Master and Commander contains two really big battle scenes towards the end: One in which Jack outwits the crew of a big Spanish vessel and takes it for a prize, and the other in which the Sophie is snuck up upon by 3 French warships, and, despite a brilliant and risky escape effort engineered by Jack, is captured. The remainder of the novel consists of Jack and Stephen sitting it out as prisoners and then getting court-martialed by the British navy. The big climax happens when the admirals let Jack off the hook for being such a capital fellow.
Does anyone else see exactly how lame this is?
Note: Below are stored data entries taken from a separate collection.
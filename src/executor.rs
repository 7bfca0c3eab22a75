use std::ffi::CString;
use std::fs::{File, OpenOptions};
use std::io::Write;
use std::os::unix::fs::OpenOptionsExt;
use std::os::unix::process::CommandExt;
use std::process::Command;

use tracing::{debug, warn};

use crate::error::{Result, ShellError};
use crate::job_control::{self, Pid, ProcessControl, TerminalHandoff};
use crate::jobs::{Job, JobState, SharedJobs};
use crate::parser::ParsedCommand;
use crate::status::ResultKind;

/// Launch an external command in a new process group.
///
/// Foreground: hand it the terminal, wait until it stops or ends, take the
/// terminal back, and track it only if it stopped. Background: track it
/// right away and return without waiting.
pub(crate) fn launch<P: ProcessControl + ?Sized>(
    cmd: &ParsedCommand,
    jobs: &SharedJobs,
    control: &P,
    stdout: &mut dyn Write,
    stderr: &mut dyn Write,
) {
    let take_terminal = !cmd.background && control.has_terminal();
    let mut command = match build_command(cmd, take_terminal) {
        Ok(command) => command,
        Err(e) => {
            let _ = writeln!(stderr, "{e}");
            return;
        }
    };

    if cmd.background {
        launch_background(cmd.program(), &mut command, jobs, stdout, stderr);
    } else {
        launch_foreground(cmd.program(), &mut command, jobs, control, stdout, stderr);
    }
}

fn launch_foreground<P: ProcessControl + ?Sized>(
    program: &str,
    command: &mut Command,
    jobs: &SharedJobs,
    control: &P,
    stdout: &mut dyn Write,
    stderr: &mut dyn Write,
) {
    let Some(pgid) = spawn(program, command, stderr) else {
        return;
    };
    debug!(pgid, program, "launched foreground job");

    let outcome = {
        let _terminal = TerminalHandoff::give(control, pgid);
        control.wait_group(pgid)
    };

    let result = match outcome {
        Ok(result) => result,
        Err(e) => {
            let _ = writeln!(stderr, "jcsh: wait error: {e}");
            return;
        }
    };

    let _ = writeln!(
        stdout,
        "Foreground pid: {pgid}, command: {program}, {}, info: {}",
        result.kind, result.info
    );

    if result.kind == ResultKind::Suspended {
        let mut registry = jobs.block();
        if let Err(e) = registry.insert(Job::new(pgid, program, JobState::Stopped)) {
            let _ = writeln!(stderr, "jcsh: {e}");
        }
    }
}

fn launch_background(
    program: &str,
    command: &mut Command,
    jobs: &SharedJobs,
    stdout: &mut dyn Write,
    stderr: &mut dyn Write,
) {
    // Spawn inside the scope: the record must exist before any
    // reconciliation pass can observe the child's first state change.
    let mut registry = jobs.block();
    let Some(pgid) = spawn(program, command, stderr) else {
        return;
    };
    debug!(pgid, program, "launched background job");

    let _ = writeln!(stdout, "Background job running... pid: {pgid}, command: {program}");
    if let Err(e) = registry.insert(Job::new(pgid, program, JobState::Background)) {
        let _ = writeln!(stderr, "jcsh: {e}");
    }
}

/// Spawn the child and return its process-group id. The `Child` handle is
/// dropped on purpose: the group is reaped through `waitpid`.
fn spawn(program: &str, command: &mut Command, stderr: &mut dyn Write) -> Option<Pid> {
    match command.spawn() {
        Ok(child) => {
            let pid = child.id() as Pid;
            if let Err(e) = job_control::set_process_group(pid, pid) {
                warn!(pid, error = %e, "setpgid from parent failed");
            }
            Some(pid)
        }
        Err(e) => {
            let _ = writeln!(stderr, "jcsh: Fork error: {program}: {e}");
            None
        }
    }
}

fn build_command(cmd: &ParsedCommand, take_terminal: bool) -> Result<Command> {
    let image = ExecImage::new(&cmd.args)?;
    let mut command = Command::new(cmd.program());
    command.args(&cmd.args[1..]).process_group(0);

    if let Some(path) = &cmd.input {
        let file = File::open(path)
            .map_err(|e| ShellError::io(format!("Input redirection error: {path}"), e))?;
        command.stdin(file);
    }

    if let Some(path) = &cmd.output {
        let file = OpenOptions::new()
            .write(true)
            .create(true)
            .truncate(true)
            .mode(0o644)
            .open(path)
            .map_err(|e| ShellError::io(format!("Output redirection error: {path}"), e))?;
        command.stdout(file);
    }

    // The child execs by itself from pre_exec, so a failed exec ends in an
    // ordinary exit status that the parent waits for like any other.
    // SAFETY: prepare_child and ExecImage::exec only make async-signal-safe calls.
    unsafe {
        command.pre_exec(move || {
            job_control::prepare_child(take_terminal)?;
            image.exec()
        });
    }

    Ok(command)
}

/// A program and its arguments as C strings, built before fork so the child
/// does not allocate.
struct ExecImage {
    argv: Vec<CString>,
    argv_ptrs: Vec<*const libc::c_char>,
    not_found: Vec<u8>,
}

// SAFETY: `argv_ptrs` only points into the strings owned by `argv`, which
// are never mutated, and is only dereferenced in the forked child.
unsafe impl Send for ExecImage {}
unsafe impl Sync for ExecImage {}

impl ExecImage {
    fn new(args: &[String]) -> Result<Self> {
        let argv = args
            .iter()
            .map(|arg| CString::new(arg.as_str()))
            .collect::<std::result::Result<Vec<_>, _>>()
            .map_err(|_| ShellError::Syntax("argument contains a NUL byte".into()))?;
        let mut argv_ptrs: Vec<*const libc::c_char> = argv.iter().map(|a| a.as_ptr()).collect();
        argv_ptrs.push(std::ptr::null());
        let not_found = format!("Error, command not found: {}\n", args[0]).into_bytes();
        Ok(Self {
            argv,
            argv_ptrs,
            not_found,
        })
    }

    /// Replace the child's image, searching PATH. If that fails, report it
    /// and exit with failure status.
    fn exec(&self) -> ! {
        unsafe {
            libc::execvp(self.argv[0].as_ptr(), self.argv_ptrs.as_ptr());
            libc::write(
                libc::STDERR_FILENO,
                self.not_found.as_ptr().cast(),
                self.not_found.len(),
            );
            libc::_exit(libc::EXIT_FAILURE)
        }
    }
}
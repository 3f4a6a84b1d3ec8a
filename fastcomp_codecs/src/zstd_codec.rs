use fastcomp_core::{Codec, CodecError};

/// Level used when none is given: the fastest standard level.
pub const ZSTD_FAST_LEVEL: i32 = 1;

/// Zstandard one-shot codec.
///
/// Each block is compressed as its own zstd frame at the configured level.
/// The level is validated against the linked libzstd's accepted range when
/// the codec is built, never at first use.
pub struct ZstdCodec {
    level: i32,
}

impl Default for ZstdCodec {
    fn default() -> Self {
        Self {
            level: ZSTD_FAST_LEVEL,
        }
    }
}

impl ZstdCodec {
    pub fn new(level: i32) -> Result<Self, CodecError> {
        let range = zstd::compression_level_range();
        if !range.contains(&level) {
            return Err(CodecError::InvalidLevel {
                codec: "zstd",
                level,
                min: *range.start(),
                max: *range.end(),
            });
        }
        Ok(Self { level })
    }

    pub fn level(&self) -> i32 {
        self.level
    }
}

impl Codec for ZstdCodec {
    fn name(&self) -> &'static str {
        "zstd"
    }

    fn compress_bound(&self, src_len: usize) -> usize {
        zstd::zstd_safe::compress_bound(src_len)
    }

    fn compress(&mut self, dst: &mut [u8], src: &[u8]) -> Result<usize, CodecError> {
        zstd::bulk::compress_to_buffer(src, dst, self.level).map_err(|e| CodecError::Compress {
            codec: "zstd",
            msg: e.to_string(),
        })
    }

    fn decompress(&mut self, dst: &mut [u8], src: &[u8]) -> Result<usize, CodecError> {
        zstd::bulk::decompress_to_buffer(src, dst).map_err(|e| CodecError::Decompress {
            codec: "zstd",
            msg: e.to_string(),
        })
    }
}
Here we have our brilliant and gallant leader ending his story by getting captured and then sitting there at the mercy of others. Jack does nothing to achieve his state of grace. Yes, his crew testified that Jack did all he could to save the ship, but we already know this. All this ending proves is that the navy brass are not entirely unsympathetic to justice. This is more their shining moment than Jack Aubrey’s. To slog through such a dense, baffling novel only to be sold a cheap bill of goods at the end was a letdown to say the least.
Yeah, I guess we’re supposed to be elated since we share in Jack Aubrey’s triumphs and disasters. But I’m not. If the author couldn’t be bothered to contrive a climax that keeps Jack in charge of his own fate at the very least, why should I be bothered to care all that much when Jack lucks out in the end? He could have just as easily been hanged or struck by lightning.
This is simply lazy writing, and I am dismayed that so many people don’t seem to care. If an author expects a reader to dedicate many hours to his book, he’d better have a worthwhile payoff in the end. That O’Brian doesn’t give one is as baffling as some of his prose. And why readers gave him a pass for it is anyone’s guess.
That said, I did come away from Master and Commander with a valuable lesson: if an author knows his audience (or if his audience knows him), he can get away with breaking any rule of writing he wants. I am willing to gamble Patrick O’Brian knew his audience well, and that audience (at least in 1969) consisted of a whole generation of English speaking men who were quite knowledgeable about British naval history. If this weren’t the case, no publisher would have come near such an arcane yarn as Master and Commander. As long as Patrick O’Brian kept Jack and Stephen likeable, as long as he kept his stories teeming with accurate nautical details, as long as he kept supplying his readership with cracking battle scenes and clever stratagems, and as long as Jack Aubrey always came out on top in the end, then his readership will always love him.
There is something to be admired about that.